C'est le cas du journaliste David Pujadas, qui officie à la tête du journal télévisé de France 2. Ému d'assurer le journal le soir d'un tel drame, David l'était d'autant plus que sa compagne, Ingrid, est hôtesse de l'air. La jeune femme qui lui a donné un petit Adam l'année dernière, n'était -heureusement- pas dans l'avion au moment de cette catastrophe aérienne, mais elle connaît bien la ligne Rio-Paris pour y avoir déjà servi plusieurs fois.

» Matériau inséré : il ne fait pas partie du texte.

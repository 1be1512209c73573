use std::sync::Arc;

use chrono::{Duration, Utc};
use serde_json::{Map, Value, json};

use crate::audit::store::{AuditStore, AuditStoreError};
use crate::config_store::resolver::{ConfigResolver, apply_layer};
use crate::config_store::store::ConfigStoreError;
use crate::features::store::{FeatureStore, FeatureStoreError};
use crate::features::types::{
    DependencyPolicy, FeatureFlagRow, SETTING_LAST_ERROR, SETTING_RESOLVED,
    SETTING_SHAPE_MISMATCHES, SETTING_STATUS,
};
use crate::migration::admin::{SchemaAdmin, SchemaAdminError};
use crate::migration::lock::{LockError, MigrationLock, lock_key};
use crate::migration::schema::{Ident, build_plan};
use crate::migration::types::{
    AbortReason, FailureKind, MigrationRecord, MigrationStatus, SkipReason, StepAction,
    StepEvent, StepOutcome,
};

/// Config key of the system-wide defaults document in the parameter chain.
pub const MIGRATION_DEFAULTS_CONFIG_KEY: &str = "migration_defaults";

/// Resolvable rollback safety window; overridable per feature through the
/// standard parameter chain.
pub const ROLLBACK_RECENCY_PARAM: &str = "rollback_recency_hours";
pub const DEFAULT_ROLLBACK_RECENCY_HOURS: i64 = 24;

/// Infrastructure faults are the only errors a coordinator call surfaces;
/// every domain outcome travels inside the returned MigrationRecord.
#[derive(Debug, thiserror::Error)]
pub enum MigrationError {
    #[error("lock error: {0}")]
    Lock(#[from] LockError),
    #[error("audit error: {0}")]
    Audit(#[from] AuditStoreError),
}

#[derive(Debug, thiserror::Error)]
pub enum StatusProbeError {
    #[error("feature store error: {0}")]
    Feature(#[from] FeatureStoreError),
    #[error("schema admin error: {0}")]
    Admin(#[from] SchemaAdminError),
    #[error("config store error: {0}")]
    Store(#[from] ConfigStoreError),
}

#[derive(Debug, Clone)]
pub struct CoordinatorConfig {
    pub schema: Ident,
    pub dependency_policy: DependencyPolicy,
    pub rollback_recency_hours: i64,
}

/// Converges a feature's backing schema objects toward its resolved
/// configuration: exactly-once-effectively, mutually exclusive per
/// (feature, environment), never silently destructive.
#[derive(Clone)]
pub struct MigrationCoordinator {
    features: Arc<dyn FeatureStore>,
    resolver: Arc<ConfigResolver>,
    admin: Arc<dyn SchemaAdmin>,
    audit: Arc<dyn AuditStore>,
    lock: Arc<dyn MigrationLock>,
    config: CoordinatorConfig,
}
mod edamam;

pub use edamam::EdamamClient;

use async_trait::async_trait;

use crate::error::Result;
use crate::model::{DietTag, HealthTag, Recipe};

/// Optional filters applied to a search, at most one of each kind
#[derive(Debug, Clone, Copy, Default, PartialEq, Eq)]
pub struct Filters {
    pub diet: Option<DietTag>,
    pub health: Option<HealthTag>,
}

/// Anything that can answer a recipe search.
///
/// Implementations make exactly one attempt per call and must keep the
/// order of results as the backend returns them. An empty vector is a
/// valid answer. Callers are expected to pass a query that is non-empty
/// after trimming.
#[async_trait]
pub trait RecipeSource: Send + Sync {
    /// Short name used in log lines
    fn source_name(&self) -> &str;

    async fn search(&self, query: &str, filters: &Filters) -> Result<Vec<Recipe>>;
}
use mockito::{Matcher, Server, ServerGuard};
use recipe_finder::render::{self, html};
use recipe_finder::{App, DietTag, EdamamClient, FavoritesStore, MemoryStore, ResultsState};
use scraper::{Html, Selector};
use std::time::Duration;

fn hits_body(labels: &[&str]) -> String {
    let hits: Vec<String> = labels
        .iter()
        .enumerate()
        .map(|(i, label)| {
            format!(
                r#"{{"recipe": {{
                    "uri": "http://www.edamam.com/ontologies/edamam.owl#recipe_{i}",
                    "label": "{label}",
                    "image": "https://img.example.com/{i}.jpg",
                    "url": "https://example.com/recipes/{i}",
                    "yield": 4.0,
                    "calories": 640.4,
                    "ingredientLines": ["200 g pasta", "1 tbsp olive oil"],
                    "totalNutrients": {{
                        "PROCNT": {{"label": "Protein", "quantity": 22.6, "unit": "g"}}
                    }}
                }}}}"#
            )
        })
        .collect();
    format!(r#"{{"from": 1, "to": {}, "hits": [{}]}}"#, labels.len(), hits.join(","))
}

fn app_for(server: &ServerGuard) -> App<EdamamClient, MemoryStore> {
    let client = EdamamClient::with_credentials(
        server.url(),
        "app-id".to_string(),
        "app-key".to_string(),
        "user".to_string(),
        Duration::from_secs(5),
    )
    .unwrap();
    App::new(client, FavoritesStore::load(MemoryStore::new()))
}

fn results_html(app: &App<EdamamClient, MemoryStore>) -> Html {
    let page = render::page_view(app);
    Html::parse_fragment(&html::render_results(&page.results))
}

fn texts(document: &Html, selector: &str) -> Vec<String> {
    let selector = Selector::parse(selector).unwrap();
    document
        .select(&selector)
        .map(|el| el.text().collect::<String>())
        .collect()
}

#[tokio::test]
async fn test_search_with_no_hits() {
    let mut server = Server::new_async().await;
    let mock = server
        .mock("GET", "/api/recipes/v2")
        .match_query(Matcher::UrlEncoded("q".into(), "chicken".into()))
        .with_status(200)
        .with_header("content-type", "application/json")
        .with_body(hits_body(&[]))
        .create_async()
        .await;

    let mut app = app_for(&server);
    assert!(app.submit_search("chicken").await);

    let document = results_html(&app);
    assert_eq!(
        texts(&document, "#resultsInfo"),
        vec!["No recipes found for \"chicken\".".to_string()]
    );
    assert!(texts(&document, ".card").is_empty());
    mock.assert_async().await;
}

#[tokio::test]
async fn test_search_with_three_hits_keeps_api_order() {
    let mut server = Server::new_async().await;
    let _m = server
        .mock("GET", "/api/recipes/v2")
        .match_query(Matcher::UrlEncoded("q".into(), "pasta".into()))
        .with_status(200)
        .with_header("content-type", "application/json")
        .with_body(hits_body(&["Pesto Pasta", "Aglio e Olio", "Cacio e Pepe"]))
        .create_async()
        .await;

    let mut app = app_for(&server);
    app.submit_search("pasta").await;

    let document = results_html(&app);
    assert_eq!(
        texts(&document, "#resultsInfo"),
        vec!["Found 3 recipes for \"pasta\"".to_string()]
    );
    assert_eq!(
        texts(&document, ".card .card-title"),
        vec!["Pesto Pasta", "Aglio e Olio", "Cacio e Pepe"]
    );
    assert_eq!(texts(&document, ".card .meta")[0], "640 kcal • 4 servings");
}

#[tokio::test]
async fn test_diet_filter_without_query_does_not_fetch() {
    let mut server = Server::new_async().await;
    let mock = server
        .mock("GET", "/api/recipes/v2")
        .match_query(Matcher::Any)
        .expect(0)
        .create_async()
        .await;

    let mut app = app_for(&server);
    assert!(!app.select_diet(DietTag::Balanced).await);
    assert_eq!(app.search().diet, Some(DietTag::Balanced));
    assert!(matches!(app.results(), ResultsState::Idle));

    let page = render::page_view(&app);
    let active: Vec<_> = page
        .diet_buttons
        .iter()
        .filter(|b| b.active)
        .map(|b| b.value)
        .collect();
    assert_eq!(active, vec!["balanced"]);
    mock.assert_async().await;
}

#[tokio::test]
async fn test_diet_filter_refetches_existing_query() {
    let mut server = Server::new_async().await;
    let plain = server
        .mock("GET", "/api/recipes/v2")
        .match_query(Matcher::UrlEncoded("q".into(), "salad".into()))
        .with_status(200)
        .with_body(hits_body(&["Greek Salad"]))
        .expect(1)
        .create_async()
        .await;

    let mut app = app_for(&server);
    app.submit_search("salad").await;
    plain.assert_async().await;
    plain.remove_async().await;

    let filtered = server
        .mock("GET", "/api/recipes/v2")
        .match_query(Matcher::AllOf(vec![
            Matcher::UrlEncoded("q".into(), "salad".into()),
            Matcher::UrlEncoded("diet".into(), "high-protein".into()),
        ]))
        .with_status(200)
        .with_body(hits_body(&["Chicken Salad", "Tuna Salad"]))
        .expect(1)
        .create_async()
        .await;

    assert!(app.select_diet(DietTag::HighProtein).await);
    assert_eq!(app.results().recipes().len(), 2);
    filtered.assert_async().await;
}

#[tokio::test]
async fn test_error_status_replaces_previous_cards() {
    let mut server = Server::new_async().await;
    let ok = server
        .mock("GET", "/api/recipes/v2")
        .match_query(Matcher::UrlEncoded("q".into(), "pasta".into()))
        .with_status(200)
        .with_body(hits_body(&["A", "B"]))
        .create_async()
        .await;
    let failing = server
        .mock("GET", "/api/recipes/v2")
        .match_query(Matcher::UrlEncoded("q".into(), "soup".into()))
        .with_status(429)
        .with_body(r#"{"status": "error", "message": "Usage limits are exceeded"}"#)
        .create_async()
        .await;

    let mut app = app_for(&server);
    app.submit_search("pasta").await;
    assert_eq!(texts(&results_html(&app), ".card").len(), 2);

    app.submit_search("soup").await;
    let document = results_html(&app);
    assert_eq!(
        texts(&document, "#resultsInfo.error"),
        vec!["Error fetching recipes.".to_string()]
    );
    assert!(texts(&document, ".card").is_empty());

    ok.assert_async().await;
    failing.assert_async().await;
}

#[tokio::test]
async fn test_malformed_response_is_an_error_state() {
    let mut server = Server::new_async().await;
    let _m = server
        .mock("GET", "/api/recipes/v2")
        .match_query(Matcher::Any)
        .with_status(200)
        .with_body("<html>not json</html>")
        .create_async()
        .await;

    let mut app = app_for(&server);
    app.submit_search("bread").await;
    assert!(matches!(app.results(), ResultsState::Failed { .. }));
}
use crate::error::Result;
use crate::model::Recipe;
use crate::store::KeyValueStore;
use log::{debug, warn};
use std::collections::HashSet;

/// Storage key used when none is configured
pub const DEFAULT_FAVORITES_KEY: &str = "favorites";

/// Ordered list of saved recipes, mirrored to durable storage.
///
/// Recipes are identified by URI; the list never holds two entries with
/// the same URI and keeps insertion order. Every mutation that changes the
/// list rewrites the whole list under a single key. If that write fails the
/// in-memory list keeps the change and the error is returned to the caller.
pub struct FavoritesStore<S: KeyValueStore> {
    storage: S,
    key: String,
    recipes: Vec<Recipe>,
}

impl<S: KeyValueStore> FavoritesStore<S> {
    /// Load favorites stored under [`DEFAULT_FAVORITES_KEY`].
    pub fn load(storage: S) -> Self {
        Self::load_with_key(storage, DEFAULT_FAVORITES_KEY)
    }

    /// Load favorites stored under `key`.
    ///
    /// Never fails: missing, unreadable or malformed data yields an empty list.
    pub fn load_with_key(storage: S, key: impl Into<String>) -> Self {
        let key = key.into();
        let recipes = match storage.get(&key) {
            Ok(Some(raw)) => match serde_json::from_str::<Vec<Recipe>>(&raw) {
                Ok(recipes) => dedup_by_uri(recipes),
                Err(e) => {
                    warn!("Ignoring malformed favorites under '{}': {}", key, e);
                    Vec::new()
                }
            },
            Ok(None) => Vec::new(),
            Err(e) => {
                warn!("Could not read favorites under '{}': {}", key, e);
                Vec::new()
            }
        };
        debug!("Loaded {} favorites", recipes.len());

        Self {
            storage,
            key,
            recipes,
        }
    }

    pub fn is_favorite(&self, uri: &str) -> bool {
        self.recipes.iter().any(|r| r.uri == uri)
    }

    /// Append `recipe` unless a recipe with the same URI is already saved.
    pub fn add(&mut self, recipe: Recipe) -> Result<()> {
        if self.is_favorite(&recipe.uri) {
            return Ok(());
        }
        self.recipes.push(recipe);
        self.persist()
    }

    /// Remove the recipe with this URI. Returns whether anything was removed.
    pub fn remove(&mut self, uri: &str) -> Result<bool> {
        let before = self.recipes.len();
        self.recipes.retain(|r| r.uri != uri);
        if self.recipes.len() == before {
            return Ok(false);
        }
        self.persist()?;
        Ok(true)
    }

    /// Remove the recipe if saved, add it otherwise.
    /// Returns whether the recipe is saved afterwards.
    pub fn toggle(&mut self, recipe: &Recipe) -> Result<bool> {
        if self.is_favorite(&recipe.uri) {
            self.remove(&recipe.uri)?;
            Ok(false)
        } else {
            self.add(recipe.clone())?;
            Ok(true)
        }
    }

    pub fn list(&self) -> &[Recipe] {
        &self.recipes
    }

    pub fn get(&self, index: usize) -> Option<&Recipe> {
        self.recipes.get(index)
    }

    pub fn count(&self) -> usize {
        self.recipes.len()
    }

    pub fn is_empty(&self) -> bool {
        self.recipes.is_empty()
    }

    pub fn storage(&self) -> &S {
        &self.storage
    }

    fn persist(&self) -> Result<()> {
        let serialized = serde_json::to_string(&self.recipes)?;
        self.storage.set(&self.key, &serialized).map_err(|e| {
            warn!("Failed to persist {} favorites: {}", self.recipes.len(), e);
            e
        })
    }
}

fn dedup_by_uri(recipes: Vec<Recipe>) -> Vec<Recipe> {
    let mut seen = HashSet::new();
    recipes
        .into_iter()
        .filter(|r| seen.insert(r.uri.clone()))
        .collect()
}

#[cfg(test)]
mod tests {
    use super::*;
    use crate::error::RecipeError;
    use crate::store::MemoryStore;

    /// Storage whose reads always fail.
    struct UnreadableStore;

    impl KeyValueStore for UnreadableStore {
        fn get(&self, _key: &str) -> Result<Option<String>> {
            Err(RecipeError::Storage("permission denied".to_string()))
        }

        fn set(&self, _key: &str, _value: &str) -> Result<()> {
            Ok(())
        }
    }

    fn recipe(uri: &str, label: &str) -> Recipe {
        Recipe {
            uri: uri.to_string(),
            label: label.to_string(),
            calories: 500.0,
            servings: 2.0,
            ..Default::default()
        }
    }

    fn stored(store: &FavoritesStore<MemoryStore>) -> Option<String> {
        store.storage().get(DEFAULT_FAVORITES_KEY).unwrap()
    }

    #[test]
    fn test_load_empty_storage() {
        let store = FavoritesStore::load(MemoryStore::new());
        assert_eq!(store.count(), 0);
        assert!(store.list().is_empty());
    }

    #[test]
    fn test_load_malformed_storage() {
        for raw in ["not json", "{\"uri\": 1}", "[{\"label\": \"no uri\"}]", ""] {
            let storage = MemoryStore::with_value(DEFAULT_FAVORITES_KEY, raw);
            let store = FavoritesStore::load(storage);
            assert_eq!(store.count(), 0, "input: {:?}", raw);
        }
    }

    #[test]
    fn test_load_unreadable_storage() {
        let mut store = FavoritesStore::load(UnreadableStore);
        assert_eq!(store.count(), 0);
        assert!(!store.is_favorite("a"));

        // Still usable once loaded
        store.add(recipe("a", "A")).unwrap();
        assert_eq!(store.count(), 1);
    }

    #[test]
    fn test_load_drops_duplicate_uris() {
        let raw = r#"[{"uri": "a", "label": "A"}, {"uri": "b", "label": "B"}, {"uri": "a", "label": "A again"}]"#;
        let store = FavoritesStore::load(MemoryStore::with_value(DEFAULT_FAVORITES_KEY, raw));

        let labels: Vec<_> = store.list().iter().map(|r| r.label.as_str()).collect();
        assert_eq!(labels, vec!["A", "B"]);
    }

    #[test]
    fn test_add_then_is_favorite() {
        let mut store = FavoritesStore::load(MemoryStore::new());
        store.add(recipe("a", "A")).unwrap();
        assert!(store.is_favorite("a"));
        assert!(!store.is_favorite("b"));
    }

    #[test]
    fn test_remove_then_not_favorite() {
        let mut store = FavoritesStore::load(MemoryStore::new());
        store.add(recipe("a", "A")).unwrap();
        assert!(store.remove("a").unwrap());
        assert!(!store.is_favorite("a"));
        assert!(!store.remove("a").unwrap());
    }

    #[test]
    fn test_add_twice_keeps_single_entry_and_order() {
        let mut store = FavoritesStore::load(MemoryStore::new());
        store.add(recipe("a", "A")).unwrap();
        store.add(recipe("b", "B")).unwrap();
        store.add(recipe("a", "A duplicate")).unwrap();

        let uris: Vec<_> = store.list().iter().map(|r| r.uri.as_str()).collect();
        assert_eq!(uris, vec!["a", "b"]);
        assert_eq!(store.list()[0].label, "A");
        assert_eq!(store.count(), store.list().len());
    }

    #[test]
    fn test_toggle_twice_restores_membership_and_storage() {
        let mut store = FavoritesStore::load(MemoryStore::new());
        store.add(recipe("a", "A")).unwrap();
        let snapshot = stored(&store);

        let r = recipe("b", "B");
        assert!(store.toggle(&r).unwrap());
        assert!(store.is_favorite("b"));
        assert!(!store.toggle(&r).unwrap());
        assert!(!store.is_favorite("b"));

        assert_eq!(stored(&store), snapshot);
        assert_eq!(store.count(), 1);
    }

    #[test]
    fn test_every_mutation_is_persisted() {
        let mut store = FavoritesStore::load(MemoryStore::new());
        store.add(recipe("a", "A")).unwrap();
        store.add(recipe("b", "B")).unwrap();
        store.remove("a").unwrap();

        let reloaded: Vec<Recipe> = serde_json::from_str(&stored(&store).unwrap()).unwrap();
        assert_eq!(reloaded, vec![recipe("b", "B")]);
    }

    #[test]
    fn test_persisted_list_reloads() {
        let mut store = FavoritesStore::load(MemoryStore::new());
        store.add(recipe("a", "A")).unwrap();
        store.add(recipe("b", "B")).unwrap();
        let raw = stored(&store).unwrap();

        let reloaded = FavoritesStore::load(MemoryStore::with_value(DEFAULT_FAVORITES_KEY, &raw));
        let labels: Vec<_> = reloaded.list().iter().map(|r| r.label.as_str()).collect();
        assert_eq!(labels, vec!["A", "B"]);
    }

    #[test]
    fn test_write_failure_keeps_in_memory_change() {
        let mut store = FavoritesStore::load(MemoryStore::new());
        store.storage().set_simulate_write_error(true);

        assert!(store.add(recipe("a", "A")).is_err());
        assert!(store.is_favorite("a"));
        assert_eq!(stored(&store), None);
    }

    #[test]
    fn test_custom_key() {
        let mut store = FavoritesStore::load_with_key(MemoryStore::new(), "saved");
        store.add(recipe("a", "A")).unwrap();
        assert!(store.storage().get("saved").unwrap().is_some());
        assert!(store.storage().get(DEFAULT_FAVORITES_KEY).unwrap().is_none());
    }
}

Ainsi, en apprenant cette épouvantable nouvelle, Ingrid était évidemment effondrée, car outre les passagers, ce sont aussi des collègues qui ont péri. Pujadas raconte dans Nice Matin : "Elle est bouleversée par cette tragédie, et je le suis aussi, car Air France faisait un peu partie de la famille".
Nos confrères annoncent aussi que le journaliste -dont le journal a d'ailleurs enregistré une grosse audience à cause de ce drame- a préféré que les reportages de ce soir-là soient discrets sur la douleur des familles des victimes.
Une discrétion qui est tout à son honneur.